Collected data
· · · · ·
use std::collections::BTreeMap;

/// Identifier of one STT backend, e.g. `"whisper"` or `"google-cloud"`.
pub type SourceId = String;

/// Index into the flat per-run segment arena.
///
/// Clusters and provenance reference segments by index rather than by
/// ownership, so a run is a handful of flat `Vec`s and clusters can be
/// fused independently without shared state.
pub type SegmentId = usize;

/// One timed phrase from one backend, normalized to millisecond precision.
///
/// Produced by [`crate::normalize::normalize`]; immutable afterwards.
/// `start_ms < end_ms` always holds, and segments of the same source never
/// overlap. `confidence` stays `None` when the backend reported none —
/// "unknown" and "low" are different signals to the voter.
#[derive(Debug, Clone, PartialEq, serde::Serialize, serde::Deserialize)]
pub struct Segment {
    pub source: SourceId,
    pub start_ms: i64,
    pub end_ms: i64,
    pub text: String,
    pub confidence: Option<f64>,
}

impl Segment {
    pub fn duration_ms(&self) -> i64 {
        self.end_ms - self.start_ms
    }

    /// Length of the time span shared with `other`, in ms. Zero when disjoint.
    pub fn overlap_ms(&self, other: &Segment) -> i64 {
        (self.end_ms.min(other.end_ms) - self.start_ms.max(other.start_ms)).max(0)
    }
}

/// One backend's full normalized output for the clip: segments sorted by
/// start time, non-overlapping, all sharing one `source`.
#[derive(Debug, Clone, PartialEq, serde::Serialize, serde::Deserialize)]
pub struct Transcript {
    pub source: SourceId,
    pub segments: Vec<Segment>,
}

/// Segments from different sources judged to describe the same stretch of
/// speech. At most one member per source. Built by the aligner, consumed by
/// the fusion engine.
#[derive(Debug, Clone, PartialEq)]
pub struct Cluster {
    /// Arena indices, sorted by the referenced segment's start time.
    pub members: Vec<SegmentId>,
    pub start_ms: i64,
    pub end_ms: i64,
}

impl Cluster {
    pub fn from_members(mut members: Vec<SegmentId>, arena: &[Segment]) -> Self {
        members.sort_by_key(|&id| (arena[id].start_ms, arena[id].end_ms, id));
        let start_ms = members.iter().map(|&id| arena[id].start_ms).min().unwrap_or(0);
        let end_ms = members.iter().map(|&id| arena[id].end_ms).max().unwrap_or(0);
        Self {
            members,
            start_ms,
            end_ms,
        }
    }

    /// True when `other`'s members can join this cluster without any source
    /// contributing twice.
    pub fn is_source_disjoint(&self, other: &Cluster, arena: &[Segment]) -> bool {
        self.members.iter().all(|&a| {
            other
                .members
                .iter()
                .all(|&b| arena[a].source != arena[b].source)
        })
    }
}

/// Result of fusing one cluster. A cluster that produced no usable words is
/// an explicit [`FusedText::NoConfidentText`], never a silent empty string.
#[derive(Debug, Clone, PartialEq, serde::Serialize, serde::Deserialize)]
pub enum FusedText {
    Text(String),
    NoConfidentText,
}

impl FusedText {
    pub fn as_str(&self) -> Option<&str> {
        match self {
            FusedText::Text(t) => Some(t.as_str()),
            FusedText::NoConfidentText => None,
        }
    }
}

#[derive(Debug, Clone, PartialEq, serde::Serialize, serde::Deserialize)]
pub struct FusedSegment {
    pub start_ms: i64,
    pub end_ms: i64,
    pub text: FusedText,
    /// Which original segment each source contributed, for auditing.
    /// Sources absent from the cluster are absent from the map.
    pub provenance: BTreeMap<SourceId, SegmentId>,
}

impl FusedSegment {
    pub fn duration_ms(&self) -> i64 {
        self.end_ms - self.start_ms
    }
}

/// Why a stretch of the timeline carries no subtitle.
#[derive(Debug, Clone, Copy, PartialEq, Eq, serde::Serialize, serde::Deserialize)]
pub enum GapReason {
    /// No source produced speech here.
    Silence,
    /// A cluster covered this span but fused to no usable text.
    NoConfidentText,
}

#[derive(Debug, Clone, PartialEq, serde::Serialize, serde::Deserialize)]
pub struct Gap {
    pub start_ms: i64,
    pub end_ms: i64,
    pub reason: GapReason,
}

/// The final subtitle-ready artifact: fused segments with non-decreasing
/// start times and no pairwise overlap, plus the gaps left unfilled so
/// coverage of the input timeline stays auditable.
#[derive(Debug, Clone, PartialEq, Default, serde::Serialize, serde::Deserialize)]
pub struct Track {
    pub segments: Vec<FusedSegment>,
    pub gaps: Vec<Gap>,
}

impl Track {
    /// `(start_ms, end_ms, text)` triples for an external subtitle writer.
    pub fn cues(&self) -> impl Iterator<Item = (i64, i64, &str)> {
        self.segments
            .iter()
            .filter_map(|s| s.text.as_str().map(|t| (s.start_ms, s.end_ms, t)))
    }
}
use subfuse_stt_interface::SourceTranscript;

use crate::align;
use crate::assemble;
use crate::config::Config;
use crate::error::{Error, Result};
use crate::fuse;
use crate::normalize::normalize;
use crate::report::RunReport;
use crate::types::{FusedText, Segment, Track, Transcript};

/// Everything one fusion run produced: the subtitle-ready track and the
/// audit trail of what was dropped, flagged or left unfilled.
#[derive(Debug, Clone, PartialEq, serde::Serialize, serde::Deserialize)]
pub struct FusionRun {
    pub track: Track,
    pub report: RunReport,
}

/// Single entry point over the four pipeline stages: normalize each
/// source, align segments across sources, fuse each cluster, assemble the
/// track. One instance can serve many runs; the configuration is validated
/// once and read-only afterwards.
pub struct Pipeline {
    config: Config,
}

impl Pipeline {
    /// Fails fast on invalid configuration, before any transcript is seen.
    pub fn new(config: Config) -> Result<Self> {
        config.validate()?;
        Ok(Self { config })
    }

    pub fn config(&self) -> &Config {
        &self.config
    }

    /// Run the full pipeline over one clip's transcripts.
    ///
    /// A source whose entries are all malformed degrades the run to fewer
    /// effective sources; a run left with no usable source at all is a
    /// caller error ([`Error::NoUsableInput`]). With a single source the
    /// pipeline degenerates to pass-through modulo assembler smoothing.
    pub fn run(&self, inputs: &[SourceTranscript]) -> Result<FusionRun> {
        for (i, input) in inputs.iter().enumerate() {
            if inputs[..i].iter().any(|other| other.source == input.source) {
                return Err(Error::Config(format!(
                    "duplicate source id '{}'",
                    input.source
                )));
            }
        }

        let mut dropped = Vec::new();
        let mut transcripts: Vec<Transcript> = Vec::new();
        for input in inputs {
            let (transcript, entry_drops) = normalize(input);
            dropped.extend(entry_drops);
            if transcript.segments.is_empty() {
                tracing::warn!(source = %input.source, "source contributed no usable segments");
            } else {
                transcripts.push(transcript);
            }
        }

        if transcripts.is_empty() {
            return Err(Error::NoUsableInput);
        }

        let arena: Vec<Segment> = transcripts
            .into_iter()
            .flat_map(|t| t.segments)
            .collect();

        let clusters = align::cluster(&arena, &self.config);
        tracing::debug!(
            segments = arena.len(),
            clusters = clusters.len(),
            "aligned segments into clusters"
        );

        let fused = fuse::fuse_all(&arena, &clusters, &self.config);
        let no_text_clusters = fused
            .iter()
            .filter(|f| f.text == FusedText::NoConfidentText)
            .count();

        let assembly = assemble::assemble(fused, &self.config);

        Ok(FusionRun {
            track: assembly.track,
            report: RunReport {
                dropped,
                no_text_clusters,
                short_flagged: assembly.short_flagged,
            },
        })
    }
}
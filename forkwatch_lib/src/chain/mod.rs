// Copyright (C) 2024, 2025 Forkwatch Developers (see AUTHORS)
//
// This file is part of Forkwatch
//
// Forkwatch is free software: you can redistribute it and/or modify it under
// the terms of the GNU General Public License as published by the Free
// Software Foundation, either version 3 of the License, or (at your option)
// any later version.
//
// Forkwatch is distributed in the hope that it will be useful, but WITHOUT ANY
// WARRANTY; without even the implied warranty of MERCHANTABILITY or FITNESS
// FOR A PARTICULAR PURPOSE. See the GNU General Public License for more details.
//
// You should have received a copy of the GNU General Public License along with
// Forkwatch. If not, see <https://www.gnu.org/licenses/>.

//! Block graph assembly, canonical chain selection and fork extraction.
//!
//! All stages take an explicitly owned `ChainStore` and hand their
//! results to the next stage. Nothing here keeps process wide state.

pub mod block;
pub mod canonical;
pub mod chain_store;
pub mod error;
pub mod fork;

pub use block::{Block, BlockHash, PublicKey};
pub use canonical::{CanonicalView, Canonicalization, canonicalize};
pub use chain_store::{ChainStore, InsertOutcome};
pub use error::ChainError;
pub use fork::{Fork, ForkId, extract_forks};
/// Enumerate every non-canonical branch.
///
/// Fork boundaries follow from the block graph alone. A fork starts at
/// every non-canonical block whose parent is canonical or missing. Walking
/// down from there, at each fork point the fork continues into the child
/// with the least (timestamp, hash) and every other child starts a fork of
/// its own, rejoining at the fork point. Each non-canonical endpoint thus
/// closes exactly one fork, every non-canonical block lands in exactly one
/// fork, and a block arriving at one tip never moves blocks between the
/// forks it does not extend.
///
/// The only canonical endpoint should be the head. A second one would
/// produce an empty fork and is reported as `EmptyFork`.
pub fn extract_forks(
    store: &ChainStore,
    view: &CanonicalView,
    endpoints: &BTreeSet<BlockHash>,
) -> Result<Vec<Fork>, ChainError> {
    let mut canonical_tips: Vec<&Block> = endpoints
        .iter()
        .filter(|hash| view.is_canonical(hash))
        .filter_map(|hash| store.get(hash))
        .collect();
    if canonical_tips.len() > 1 {
        canonical_tips.sort_by(|a, b| b.tip_cmp(a));
        return Err(ChainError::EmptyFork {
            hash: canonical_tips[1].hash.clone(),
        });
    }

    let mut starts: Vec<(&Block, Option<BlockHash>)> = Vec::new();
    let mut non_canonical = 0;
    for block in store.blocks() {
        if view.is_canonical(&block.hash) {
            continue;
        }
        non_canonical += 1;
        match store.parent(block) {
            Ok(parent) if view.is_canonical(&parent.hash) => {
                starts.push((block, Some(parent.hash.clone())));
            }
            Ok(_) => {}
            Err(ChainError::DanglingParent { parent_hash, .. }) => {
                debug!("Fork at {} has missing parent {}", block.hash, parent_hash);
                starts.push((block, None));
            }
            Err(e) => return Err(e),
        }
    }
    // Worklist is a stack, push in reverse to pop oldest first
    starts.sort_by(|(a, _), (b, _)| {
        b.timestamp
            .cmp(&a.timestamp)
            .then_with(|| b.hash.cmp(&a.hash))
    });

    let mut visited: HashSet<&BlockHash> = HashSet::with_capacity(non_canonical);
    let mut forks = Vec::new();
    while let Some((start, rejoins)) = starts.pop() {
        let mut walked: Vec<&Block> = Vec::new();
        let mut current = start;
        loop {
            if !visited.insert(&current.hash) {
                return Err(ChainError::CycleDetected {
                    hash: current.hash.clone(),
                });
            }
            walked.push(current);

            let mut children: Vec<&Block> = store
                .children_of(&current.hash)
                .iter()
                .filter(|hash| !view.is_canonical(hash))
                .filter_map(|hash| store.get(hash))
                .collect();
            children.sort_by(|a, b| {
                a.timestamp
                    .cmp(&b.timestamp)
                    .then_with(|| a.hash.cmp(&b.hash))
            });
            let mut children = children.into_iter();
            let Some(next) = children.next() else {
                break;
            };
            for side in children {
                starts.push((side, Some(current.hash.clone())));
            }
            current = next;
        }

        let tip = current;
        let fork = Fork::from_blocks(&walked, rejoins).ok_or_else(|| ChainError::EmptyFork {
            hash: tip.hash.clone(),
        })?;
        debug!(
            "Fork {} with {} blocks ending at {}",
            fork.id,
            fork.len(),
            tip.hash
        );
        forks.push(fork);
    }

    // Blocks no start reaches can only sit on a parent loop
    if visited.len() < non_canonical {
        let stranded = store
            .blocks()
            .filter(|block| !view.is_canonical(&block.hash) && !visited.contains(&block.hash))
            .map(|block| block.hash.clone())
            .min();
        if let Some(hash) = stranded {
            return Err(ChainError::CycleDetected { hash });
        }
    }

    forks.sort_by(|a, b| {
        let tip_a = a.blocks.last().and_then(|hash| store.get(hash));
        let tip_b = b.blocks.last().and_then(|hash| store.get(hash));
        match (tip_a, tip_b) {
            (Some(tip_a), Some(tip_b)) => tip_b.tip_cmp(tip_a),
            _ => b.blocks.last().cmp(&a.blocks.last()),
        }
    });

    info!("Extracted {} forks", forks.len());
    Ok(forks)
}
// Copyright (C) 2024, 2025 Forkwatch Developers (see AUTHORS)
//
// This file is part of Forkwatch
//
// Forkwatch is free software: you can redistribute it and/or modify it under
// the terms of the GNU General Public License as published by the Free
// Software Foundation, either version 3 of the License, or (at your option)
// any later version.
//
// Forkwatch is distributed in the hope that it will be useful, but WITHOUT ANY
// WARRANTY; without even the implied warranty of MERCHANTABILITY or FITNESS
// FOR A PARTICULAR PURPOSE. See the GNU General Public License for more details.
//
// You should have received a copy of the GNU General Public License along with
// Forkwatch. If not, see <https://www.gnu.org/licenses/>.


//! Fills in missing ancestors from an external block source.
//!
//! Every block whose parent is not in the ChainStore is a dangling edge.
//! The repairer asks a `BlockLookup` for the missing parents, inserts
//! what comes back and repeats for the parents of the fetched blocks,
//! up to a bounded number of rounds. It only ever adds blocks.

pub mod directory;
pub mod http;

pub use directory::DirectoryLookup;
pub use http::{HttpLookup, HttpLookupError};

use crate::chain::{Block, BlockHash, ChainError, ChainStore, InsertOutcome};
use crate::config::LookupConfig;
use async_trait::async_trait;
use futures::stream::{self, StreamExt};
#[cfg(test)]
use mockall::automock;
use serde::Serialize;
use std::collections::HashSet;
use tracing::{debug, info, warn};

/// Why a lookup did not produce a block
#[derive(Debug, Clone, PartialEq, Eq, thiserror::Error)]
pub enum LookupError {
    /// The source has no such block. Expected at the genesis boundary.
    #[error("block {0} not found")]
    NotFound(BlockHash),

    /// Transient failure that outlasted the source's own retries
    #[error("block {hash} unavailable: {reason}")]
    Unavailable { hash: BlockHash, reason: String },

    /// The source answered with something that is not a block
    #[error("block {hash} malformed: {reason}")]
    Malformed { hash: BlockHash, reason: String },
}

/// External source of individual blocks by hash
#[cfg_attr(test, automock)]
#[async_trait]
pub trait BlockLookup: Send + Sync {
    async fn lookup(&self, hash: &BlockHash) -> Result<Block, LookupError>;
}

/// Outcome of one repair run
#[derive(Debug, Clone, Default, PartialEq, Eq, Serialize)]
pub struct RepairReport {
    /// Blocks fetched and inserted
    pub missing_parents_fixed: usize,
    /// Blocks that were endpoints before the run and have children after it
    pub missing_children_fixed: usize,
    pub not_found: usize,
    pub unavailable: usize,
    /// Fetched blocks discarded as malformed or carrying the wrong hash
    pub rejected: usize,
    pub rounds: usize,
    /// Hashes of the inserted blocks, in insertion order
    #[serde(skip)]
    pub inserted: Vec<BlockHash>,
}

#[derive(Debug, Clone)]
pub struct IntegrityRepairer {
    concurrency: usize,
    max_rounds: usize,
}

impl IntegrityRepairer {
    pub fn new(concurrency: usize, max_rounds: usize) -> Self {
        Self {
            concurrency: concurrency.max(1),
            max_rounds,
        }
    }

    pub fn from_config(config: &LookupConfig) -> Self {
        Self::new(config.concurrency, config.max_rounds)
    }

    /// Resolve dangling parents through `lookup`.
    ///
    /// Lookups within a round run concurrently, results are then inserted
    /// one by one in hash order. A hash that failed once is not asked for
    /// again in the same run. Stops after `max_rounds`, or earlier when a
    /// round inserts nothing.
    pub async fn repair(
        &self,
        chain_store: &mut ChainStore,
        lookup: &dyn BlockLookup,
    ) -> Result<RepairReport, ChainError> {
        let endpoints_before = chain_store.endpoints();
        let mut report = RepairReport::default();
        let mut given_up: HashSet<BlockHash> = HashSet::new();

        for round in 1..=self.max_rounds {
            let wanted: Vec<BlockHash> = chain_store
                .dangling_parents()
                .into_iter()
                .filter(|hash| !given_up.contains(hash))
                .collect();
            if wanted.is_empty() {
                break;
            }
            report.rounds = round;
            debug!("Repair round {}: looking up {} blocks", round, wanted.len());

            let mut results: Vec<(BlockHash, Result<Block, LookupError>)> = stream::iter(wanted)
                .map(|hash| async move {
                    let result = lookup.lookup(&hash).await;
                    (hash, result)
                })
                .buffer_unordered(self.concurrency)
                .collect()
                .await;
            results.sort_by(|a, b| a.0.cmp(&b.0));

            let mut progress = false;
            for (hash, result) in results {
                match result {
                    Ok(block) if block.hash != hash => {
                        warn!("Lookup for {} returned block {}, discarding", hash, block.hash);
                        report.rejected += 1;
                        given_up.insert(hash);
                    }
                    Ok(block) => {
                        if chain_store.insert(block)? == InsertOutcome::Inserted {
                            report.missing_parents_fixed += 1;
                            report.inserted.push(hash);
                            progress = true;
                        }
                    }
                    Err(LookupError::NotFound(_)) => {
                        debug!("Block {} not found, leaving parent link dangling", hash);
                        report.not_found += 1;
                        given_up.insert(hash);
                    }
                    Err(e @ LookupError::Unavailable { .. }) => {
                        warn!("{}", e);
                        report.unavailable += 1;
                        given_up.insert(hash);
                    }
                    Err(e @ LookupError::Malformed { .. }) => {
                        warn!("{}", e);
                        report.rejected += 1;
                        given_up.insert(hash);
                    }
                }
            }
            if !progress {
                break;
            }
        }

        report.missing_children_fixed = endpoints_before
            .iter()
            .filter(|hash| !chain_store.is_endpoint(hash))
            .count();

        info!(
            "Repair fixed {} missing parents and {} missing children in {} rounds ({} not found, {} unavailable, {} rejected)",
            report.missing_parents_fixed,
            report.missing_children_fixed,
            report.rounds,
            report.not_found,
            report.unavailable,
            report.rejected
        );
        Ok(report)
    }
}
// Copyright (C) 2024, 2025 Forkwatch Developers (see AUTHORS)
//
// This file is part of Forkwatch
//
// Forkwatch is free software: you can redistribute it and/or modify it under
// the terms of the GNU General Public License as published by the Free
// Software Foundation, either version 3 of the License, or (at your option)
// any later version.
//
// Forkwatch is distributed in the hope that it will be useful, but WITHOUT ANY
// WARRANTY; without even the implied warranty of MERCHANTABILITY or FITNESS
// FOR A PARTICULAR PURPOSE. See the GNU General Public License for more details.
//
// You should have received a copy of the GNU General Public License along with
// Forkwatch. If not, see <https://www.gnu.org/licenses/>.


use crate::chain::ChainStore;
use crate::store::column_families::ColumnFamily;
use rocksdb::{ColumnFamilyDescriptor, DB, Options as RocksDbOptions};
use serde::Serialize;
use serde::de::DeserializeOwned;
use std::error::Error;
use std::fmt;
use tracing::debug;

pub mod block_store;
pub mod column_families;
pub mod fork_store;
pub mod metadata;

pub use metadata::PassMetadata;

/// Error type for store operations
#[derive(Debug, Clone, PartialEq, Eq)]
pub enum StoreError {
    /// Database error
    Database(String),
    /// Item not found
    NotFound(String),
    /// Stored value could not be encoded or decoded
    Serialization(String),
}

impl fmt::Display for StoreError {
    fn fmt(&self, f: &mut fmt::Formatter<'_>) -> fmt::Result {
        match self {
            StoreError::Database(msg) => write!(f, "Database error: {msg}"),
            StoreError::NotFound(msg) => write!(f, "Not found: {msg}"),
            StoreError::Serialization(msg) => write!(f, "Serialization error: {msg}"),
        }
    }
}

impl Error for StoreError {}

impl From<rocksdb::Error> for StoreError {
    fn from(e: rocksdb::Error) -> Self {
        StoreError::Database(e.to_string())
    }
}

impl From<std::io::Error> for StoreError {
    fn from(e: std::io::Error) -> Self {
        StoreError::Database(e.to_string())
    }
}

impl From<serde_json::Error> for StoreError {
    fn from(e: serde_json::Error) -> Self {
        StoreError::Serialization(e.to_string())
    }
}

/// Durable state of the fork watcher.
///
/// RocksDB is used as the underlying database, with one column family
/// per kind of record so compactions are independent:
/// - block: every ingested block, keyed by hash. Only ever grows.
/// - fork: the staged fork snapshot of the last committed pass.
/// - metadata: summary of the last committed pass.
pub struct Store {
    path: String,
    db: DB,
}

impl Store {
    /// Open the store, creating it when missing unless read_only is set
    pub fn new(path: String, read_only: bool) -> Result<Self, StoreError> {
        // for now we use default options for all column families
        let cfs = ColumnFamily::ALL
            .iter()
            .map(|cf| ColumnFamilyDescriptor::new(*cf, RocksDbOptions::default()))
            .collect::<Vec<_>>();

        let mut db_options = RocksDbOptions::default();
        db_options.create_missing_column_families(true);
        db_options.create_if_missing(true);
        let db = if read_only {
            DB::open_cf_descriptors_read_only(&db_options, &path, cfs, false)?
        } else {
            DB::open_cf_descriptors(&db_options, &path, cfs)?
        };
        debug!("Opened store at {} (read only: {})", path, read_only);
        Ok(Self { path, db })
    }

    pub fn path(&self) -> &str {
        &self.path
    }

    /// Get a rocksb write batch
    /// An associated function as batch is not obtained from db
    pub fn get_write_batch() -> rocksdb::WriteBatch {
        rocksdb::WriteBatch::default()
    }

    /// Commit a write batch earlier obtained using get batch
    pub fn commit_batch(&self, batch: rocksdb::WriteBatch) -> Result<(), StoreError> {
        self.db.write(batch)?;
        Ok(())
    }

    fn cf_handle(&self, cf: ColumnFamily) -> Result<&rocksdb::ColumnFamily, StoreError> {
        self.db
            .cf_handle(&cf)
            .ok_or_else(|| StoreError::Database(format!("missing column family {}", cf.as_str())))
    }

    /// Rebuild the in-memory block graph from every stored block
    pub fn load_chain_store(&self) -> Result<ChainStore, StoreError> {
        let blocks = self.load_blocks()?;
        debug!("Restoring chain store from {} blocks", blocks.len());
        ChainStore::from_blocks(blocks).map_err(|e| StoreError::Database(e.to_string()))
    }
}

fn encode<T: Serialize>(value: &T) -> Result<Vec<u8>, StoreError> {
    let mut buf = Vec::new();
    ciborium::ser::into_writer(value, &mut buf)
        .map_err(|e| StoreError::Serialization(e.to_string()))?;
    Ok(buf)
}

fn decode<T: DeserializeOwned>(bytes: &[u8]) -> Result<T, StoreError> {
    ciborium::de::from_reader(bytes).map_err(|e| StoreError::Serialization(e.to_string()))
}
· · · · ·
→ TASK DIRECTIONS
The response must contain each line above that holds the string "committed".

→ RESULT
/// - fork: the staged fork snapshot of the last committed pass.
/// - metadata: summary of the last committed pass.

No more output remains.